Your assignment —
Repeat exactly, and only, the lines of the entries below from the one with "the mesh (Scratch)" through the one with "let mut cfg", both ends included.

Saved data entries
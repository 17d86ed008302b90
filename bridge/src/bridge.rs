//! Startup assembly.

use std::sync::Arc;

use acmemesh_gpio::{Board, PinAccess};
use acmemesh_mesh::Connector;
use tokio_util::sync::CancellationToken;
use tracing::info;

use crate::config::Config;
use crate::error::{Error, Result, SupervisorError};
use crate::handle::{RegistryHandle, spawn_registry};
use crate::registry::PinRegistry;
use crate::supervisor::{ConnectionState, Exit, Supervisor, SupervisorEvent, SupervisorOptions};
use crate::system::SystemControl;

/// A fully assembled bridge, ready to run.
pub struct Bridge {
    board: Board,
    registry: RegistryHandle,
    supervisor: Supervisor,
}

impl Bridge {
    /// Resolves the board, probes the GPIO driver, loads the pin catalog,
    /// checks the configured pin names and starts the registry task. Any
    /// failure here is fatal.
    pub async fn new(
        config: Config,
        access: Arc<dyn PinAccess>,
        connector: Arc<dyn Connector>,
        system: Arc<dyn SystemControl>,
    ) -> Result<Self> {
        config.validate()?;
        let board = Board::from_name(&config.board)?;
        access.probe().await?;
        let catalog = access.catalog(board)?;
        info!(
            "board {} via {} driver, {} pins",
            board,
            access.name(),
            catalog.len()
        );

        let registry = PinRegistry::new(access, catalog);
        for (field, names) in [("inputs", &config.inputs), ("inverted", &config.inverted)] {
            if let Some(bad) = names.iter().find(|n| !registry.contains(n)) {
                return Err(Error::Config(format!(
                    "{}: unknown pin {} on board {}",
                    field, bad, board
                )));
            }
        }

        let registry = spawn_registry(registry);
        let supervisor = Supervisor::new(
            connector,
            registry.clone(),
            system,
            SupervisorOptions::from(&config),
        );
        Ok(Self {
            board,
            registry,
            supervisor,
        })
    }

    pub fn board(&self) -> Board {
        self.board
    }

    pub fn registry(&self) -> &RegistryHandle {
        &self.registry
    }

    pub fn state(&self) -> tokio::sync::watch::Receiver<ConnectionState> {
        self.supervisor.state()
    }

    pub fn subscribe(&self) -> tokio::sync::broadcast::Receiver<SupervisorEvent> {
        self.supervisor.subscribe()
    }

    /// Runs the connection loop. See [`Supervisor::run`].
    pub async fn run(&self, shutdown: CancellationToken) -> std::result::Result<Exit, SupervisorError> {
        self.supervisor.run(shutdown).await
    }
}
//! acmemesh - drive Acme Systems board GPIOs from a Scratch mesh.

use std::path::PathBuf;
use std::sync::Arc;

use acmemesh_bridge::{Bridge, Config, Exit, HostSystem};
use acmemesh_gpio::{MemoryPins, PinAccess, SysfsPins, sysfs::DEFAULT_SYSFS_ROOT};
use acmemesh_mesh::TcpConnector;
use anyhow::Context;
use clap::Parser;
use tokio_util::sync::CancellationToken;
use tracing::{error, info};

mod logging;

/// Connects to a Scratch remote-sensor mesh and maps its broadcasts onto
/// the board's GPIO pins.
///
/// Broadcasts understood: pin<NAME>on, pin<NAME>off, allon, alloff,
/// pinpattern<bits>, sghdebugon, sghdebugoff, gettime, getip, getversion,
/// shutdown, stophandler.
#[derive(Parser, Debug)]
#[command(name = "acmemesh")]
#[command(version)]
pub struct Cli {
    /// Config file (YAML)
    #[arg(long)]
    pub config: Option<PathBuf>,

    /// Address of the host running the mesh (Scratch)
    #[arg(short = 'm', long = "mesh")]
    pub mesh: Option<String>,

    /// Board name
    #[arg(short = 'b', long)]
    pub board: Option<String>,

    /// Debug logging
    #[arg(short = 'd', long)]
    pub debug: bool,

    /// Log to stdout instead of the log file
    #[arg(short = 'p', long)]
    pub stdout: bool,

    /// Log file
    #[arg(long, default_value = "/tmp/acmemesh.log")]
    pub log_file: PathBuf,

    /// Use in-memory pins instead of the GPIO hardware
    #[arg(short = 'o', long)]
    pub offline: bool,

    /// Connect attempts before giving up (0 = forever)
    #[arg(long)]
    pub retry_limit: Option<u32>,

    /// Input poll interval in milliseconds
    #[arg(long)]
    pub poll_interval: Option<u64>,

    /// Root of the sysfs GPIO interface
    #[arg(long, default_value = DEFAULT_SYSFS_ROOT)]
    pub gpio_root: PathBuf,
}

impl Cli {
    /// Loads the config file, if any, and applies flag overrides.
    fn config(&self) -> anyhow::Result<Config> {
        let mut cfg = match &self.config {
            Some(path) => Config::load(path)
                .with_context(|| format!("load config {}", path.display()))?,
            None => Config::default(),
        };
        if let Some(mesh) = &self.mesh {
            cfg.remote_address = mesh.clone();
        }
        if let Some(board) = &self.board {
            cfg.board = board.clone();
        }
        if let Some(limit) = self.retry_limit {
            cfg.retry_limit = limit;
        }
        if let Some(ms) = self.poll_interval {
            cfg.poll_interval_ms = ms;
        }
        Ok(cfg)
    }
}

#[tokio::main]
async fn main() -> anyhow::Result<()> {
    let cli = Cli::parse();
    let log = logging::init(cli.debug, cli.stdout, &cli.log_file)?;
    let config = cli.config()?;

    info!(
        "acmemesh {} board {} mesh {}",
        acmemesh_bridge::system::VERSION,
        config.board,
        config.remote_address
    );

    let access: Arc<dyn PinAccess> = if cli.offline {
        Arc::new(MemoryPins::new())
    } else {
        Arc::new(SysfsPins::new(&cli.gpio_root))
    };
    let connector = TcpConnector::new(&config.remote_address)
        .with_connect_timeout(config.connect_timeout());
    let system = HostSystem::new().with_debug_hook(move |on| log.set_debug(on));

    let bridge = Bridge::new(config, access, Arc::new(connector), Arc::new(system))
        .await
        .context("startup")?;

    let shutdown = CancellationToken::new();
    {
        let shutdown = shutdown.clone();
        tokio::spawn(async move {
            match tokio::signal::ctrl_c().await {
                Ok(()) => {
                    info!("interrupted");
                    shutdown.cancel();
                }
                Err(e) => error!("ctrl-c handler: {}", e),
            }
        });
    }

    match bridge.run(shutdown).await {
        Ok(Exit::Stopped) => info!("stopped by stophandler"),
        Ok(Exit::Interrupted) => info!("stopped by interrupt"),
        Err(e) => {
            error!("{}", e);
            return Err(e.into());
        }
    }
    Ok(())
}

Task response —
    /// Address of the host running the mesh (Scratch)
    #[arg(short = 'm', long = "mesh")]
    pub mesh: Option<String>,

    /// Board name
    #[arg(short = 'b', long)]
    pub board: Option<String>,

    /// Debug logging
    #[arg(short = 'd', long)]
    pub debug: bool,

    /// Log to stdout instead of the log file
    #[arg(short = 'p', long)]
    pub stdout: bool,

    /// Log file
    #[arg(long, default_value = "/tmp/acmemesh.log")]
    pub log_file: PathBuf,

    /// Use in-memory pins instead of the GPIO hardware
    #[arg(short = 'o', long)]
    pub offline: bool,

    /// Connect attempts before giving up (0 = forever)
    #[arg(long)]
    pub retry_limit: Option<u32>,

    /// Input poll interval in milliseconds
    #[arg(long)]
    pub poll_interval: Option<u64>,

    /// Root of the sysfs GPIO interface
    #[arg(long, default_value = DEFAULT_SYSFS_ROOT)]
    pub gpio_root: PathBuf,
}

impl Cli {
    /// Loads the config file, if any, and applies flag overrides.
    fn config(&self) -> anyhow::Result<Config> {
        let mut cfg = match &self.config {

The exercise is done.